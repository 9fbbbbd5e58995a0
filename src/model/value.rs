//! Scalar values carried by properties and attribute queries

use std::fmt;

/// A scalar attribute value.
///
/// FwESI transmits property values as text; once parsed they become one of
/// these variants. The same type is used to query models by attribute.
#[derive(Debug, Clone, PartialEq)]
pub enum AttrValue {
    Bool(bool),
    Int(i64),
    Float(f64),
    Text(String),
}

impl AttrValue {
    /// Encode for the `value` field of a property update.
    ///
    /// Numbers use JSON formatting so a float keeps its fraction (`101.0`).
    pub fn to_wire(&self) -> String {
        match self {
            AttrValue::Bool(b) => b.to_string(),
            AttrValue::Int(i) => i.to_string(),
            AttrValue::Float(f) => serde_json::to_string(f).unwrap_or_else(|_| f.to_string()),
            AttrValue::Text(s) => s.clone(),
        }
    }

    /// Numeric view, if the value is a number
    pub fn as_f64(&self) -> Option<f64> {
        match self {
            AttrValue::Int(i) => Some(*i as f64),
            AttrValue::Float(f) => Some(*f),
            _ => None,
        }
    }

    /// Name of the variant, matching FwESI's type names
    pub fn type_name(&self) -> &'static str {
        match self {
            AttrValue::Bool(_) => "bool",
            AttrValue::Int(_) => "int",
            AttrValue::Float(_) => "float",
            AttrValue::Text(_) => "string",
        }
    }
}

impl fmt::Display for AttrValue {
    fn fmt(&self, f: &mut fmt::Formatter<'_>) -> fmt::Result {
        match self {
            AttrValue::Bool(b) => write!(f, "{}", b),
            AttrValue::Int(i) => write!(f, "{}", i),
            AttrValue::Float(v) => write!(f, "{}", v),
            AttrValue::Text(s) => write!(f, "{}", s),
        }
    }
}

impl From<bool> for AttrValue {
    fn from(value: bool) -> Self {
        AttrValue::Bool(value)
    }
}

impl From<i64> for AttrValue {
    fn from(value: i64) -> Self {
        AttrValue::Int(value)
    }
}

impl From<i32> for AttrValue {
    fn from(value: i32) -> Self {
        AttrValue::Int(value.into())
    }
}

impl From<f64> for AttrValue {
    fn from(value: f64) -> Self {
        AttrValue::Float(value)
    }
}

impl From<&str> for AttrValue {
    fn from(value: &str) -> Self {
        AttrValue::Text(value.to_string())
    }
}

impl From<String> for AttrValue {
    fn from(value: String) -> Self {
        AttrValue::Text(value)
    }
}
---
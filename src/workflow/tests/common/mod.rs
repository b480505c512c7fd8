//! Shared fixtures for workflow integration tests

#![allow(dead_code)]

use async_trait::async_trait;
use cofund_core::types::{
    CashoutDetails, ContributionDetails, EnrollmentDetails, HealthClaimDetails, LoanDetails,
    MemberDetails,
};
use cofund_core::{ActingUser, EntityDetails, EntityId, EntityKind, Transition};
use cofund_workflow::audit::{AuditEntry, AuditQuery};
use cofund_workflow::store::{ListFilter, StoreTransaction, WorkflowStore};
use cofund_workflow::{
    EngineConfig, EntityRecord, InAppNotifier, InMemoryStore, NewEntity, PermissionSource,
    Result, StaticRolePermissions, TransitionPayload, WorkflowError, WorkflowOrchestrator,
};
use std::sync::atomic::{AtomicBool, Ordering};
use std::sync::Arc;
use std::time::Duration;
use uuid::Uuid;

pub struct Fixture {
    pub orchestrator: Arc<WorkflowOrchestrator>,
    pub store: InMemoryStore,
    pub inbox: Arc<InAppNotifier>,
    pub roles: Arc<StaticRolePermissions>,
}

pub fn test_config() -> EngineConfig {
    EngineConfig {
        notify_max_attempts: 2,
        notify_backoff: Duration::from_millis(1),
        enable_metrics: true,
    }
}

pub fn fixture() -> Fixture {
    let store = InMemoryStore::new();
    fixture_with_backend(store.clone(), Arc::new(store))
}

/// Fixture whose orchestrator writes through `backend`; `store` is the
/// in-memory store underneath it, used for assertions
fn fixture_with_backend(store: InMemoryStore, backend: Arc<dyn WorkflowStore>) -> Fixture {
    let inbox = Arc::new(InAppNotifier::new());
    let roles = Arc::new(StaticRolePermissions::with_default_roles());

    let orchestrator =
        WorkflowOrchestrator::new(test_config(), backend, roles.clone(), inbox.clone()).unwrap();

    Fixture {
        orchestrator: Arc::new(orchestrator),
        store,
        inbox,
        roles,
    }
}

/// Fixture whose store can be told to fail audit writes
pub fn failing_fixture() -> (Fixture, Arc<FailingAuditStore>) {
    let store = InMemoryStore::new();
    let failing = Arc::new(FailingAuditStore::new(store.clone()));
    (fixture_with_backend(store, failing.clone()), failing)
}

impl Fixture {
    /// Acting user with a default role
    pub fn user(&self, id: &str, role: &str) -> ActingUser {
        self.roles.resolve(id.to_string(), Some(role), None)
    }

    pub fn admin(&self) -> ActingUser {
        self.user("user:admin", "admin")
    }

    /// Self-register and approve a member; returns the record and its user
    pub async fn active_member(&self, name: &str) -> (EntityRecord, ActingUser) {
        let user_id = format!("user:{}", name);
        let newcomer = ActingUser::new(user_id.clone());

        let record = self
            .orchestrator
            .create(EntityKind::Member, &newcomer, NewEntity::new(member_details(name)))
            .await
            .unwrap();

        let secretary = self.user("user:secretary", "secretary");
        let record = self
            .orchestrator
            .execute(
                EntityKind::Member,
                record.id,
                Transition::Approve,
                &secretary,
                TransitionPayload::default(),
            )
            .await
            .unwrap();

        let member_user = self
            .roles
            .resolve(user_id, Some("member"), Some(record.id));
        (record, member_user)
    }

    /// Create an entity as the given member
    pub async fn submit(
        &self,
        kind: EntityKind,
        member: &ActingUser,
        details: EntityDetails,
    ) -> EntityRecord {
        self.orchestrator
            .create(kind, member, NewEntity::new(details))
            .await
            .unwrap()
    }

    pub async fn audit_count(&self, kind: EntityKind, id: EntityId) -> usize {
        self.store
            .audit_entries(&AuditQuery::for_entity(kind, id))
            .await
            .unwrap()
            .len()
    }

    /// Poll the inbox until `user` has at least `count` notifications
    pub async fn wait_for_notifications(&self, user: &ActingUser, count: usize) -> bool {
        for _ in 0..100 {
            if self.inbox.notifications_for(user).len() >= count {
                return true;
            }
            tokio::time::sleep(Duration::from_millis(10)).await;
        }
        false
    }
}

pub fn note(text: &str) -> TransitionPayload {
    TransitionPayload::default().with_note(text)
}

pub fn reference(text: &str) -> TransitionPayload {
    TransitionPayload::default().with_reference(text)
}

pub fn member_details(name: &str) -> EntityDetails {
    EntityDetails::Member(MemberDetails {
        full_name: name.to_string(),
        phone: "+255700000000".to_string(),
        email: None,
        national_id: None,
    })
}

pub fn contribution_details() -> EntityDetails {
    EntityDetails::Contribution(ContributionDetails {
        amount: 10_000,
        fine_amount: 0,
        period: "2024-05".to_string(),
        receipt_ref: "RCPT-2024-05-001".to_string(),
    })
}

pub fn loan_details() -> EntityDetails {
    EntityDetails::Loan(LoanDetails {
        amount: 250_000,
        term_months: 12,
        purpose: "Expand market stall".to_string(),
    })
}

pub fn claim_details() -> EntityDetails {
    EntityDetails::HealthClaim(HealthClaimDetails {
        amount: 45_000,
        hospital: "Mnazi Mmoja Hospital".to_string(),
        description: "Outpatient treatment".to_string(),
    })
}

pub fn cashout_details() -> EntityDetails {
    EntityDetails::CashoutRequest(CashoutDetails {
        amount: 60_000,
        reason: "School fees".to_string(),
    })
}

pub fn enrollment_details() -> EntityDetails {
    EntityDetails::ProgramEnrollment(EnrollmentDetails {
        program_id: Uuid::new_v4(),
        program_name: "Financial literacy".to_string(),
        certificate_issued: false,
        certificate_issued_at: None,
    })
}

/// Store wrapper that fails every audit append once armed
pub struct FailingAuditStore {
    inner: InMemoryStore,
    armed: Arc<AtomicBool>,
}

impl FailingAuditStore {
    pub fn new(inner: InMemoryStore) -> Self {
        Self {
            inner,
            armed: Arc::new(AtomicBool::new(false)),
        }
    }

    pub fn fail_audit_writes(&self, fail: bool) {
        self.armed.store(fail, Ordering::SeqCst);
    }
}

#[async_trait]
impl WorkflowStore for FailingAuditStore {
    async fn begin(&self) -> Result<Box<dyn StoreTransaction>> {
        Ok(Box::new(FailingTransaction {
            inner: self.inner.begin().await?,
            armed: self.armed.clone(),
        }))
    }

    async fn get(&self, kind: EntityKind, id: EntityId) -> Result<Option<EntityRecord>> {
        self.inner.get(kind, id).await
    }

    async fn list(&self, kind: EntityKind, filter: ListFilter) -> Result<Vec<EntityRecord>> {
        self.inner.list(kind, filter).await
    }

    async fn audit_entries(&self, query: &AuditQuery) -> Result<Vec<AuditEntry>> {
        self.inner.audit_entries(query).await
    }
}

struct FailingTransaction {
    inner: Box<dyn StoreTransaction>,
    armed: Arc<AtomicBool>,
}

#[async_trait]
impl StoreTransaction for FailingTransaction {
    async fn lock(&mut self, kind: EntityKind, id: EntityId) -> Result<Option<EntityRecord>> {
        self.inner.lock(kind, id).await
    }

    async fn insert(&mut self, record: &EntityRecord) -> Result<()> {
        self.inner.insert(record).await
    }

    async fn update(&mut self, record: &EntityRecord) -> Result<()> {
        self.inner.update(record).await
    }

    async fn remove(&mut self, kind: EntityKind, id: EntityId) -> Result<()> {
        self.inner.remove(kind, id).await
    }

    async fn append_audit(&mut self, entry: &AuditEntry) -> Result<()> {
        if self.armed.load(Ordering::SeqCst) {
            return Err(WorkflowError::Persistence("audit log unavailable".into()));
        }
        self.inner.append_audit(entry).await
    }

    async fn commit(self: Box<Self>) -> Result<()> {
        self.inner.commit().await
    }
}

--- EXERCISE OBJECTIVE ---
The answer must be a single number: how many lines of the data hold the word "WorkflowOrchestrator".

--- OUTPUT FOR THIS EXERCISE ---
3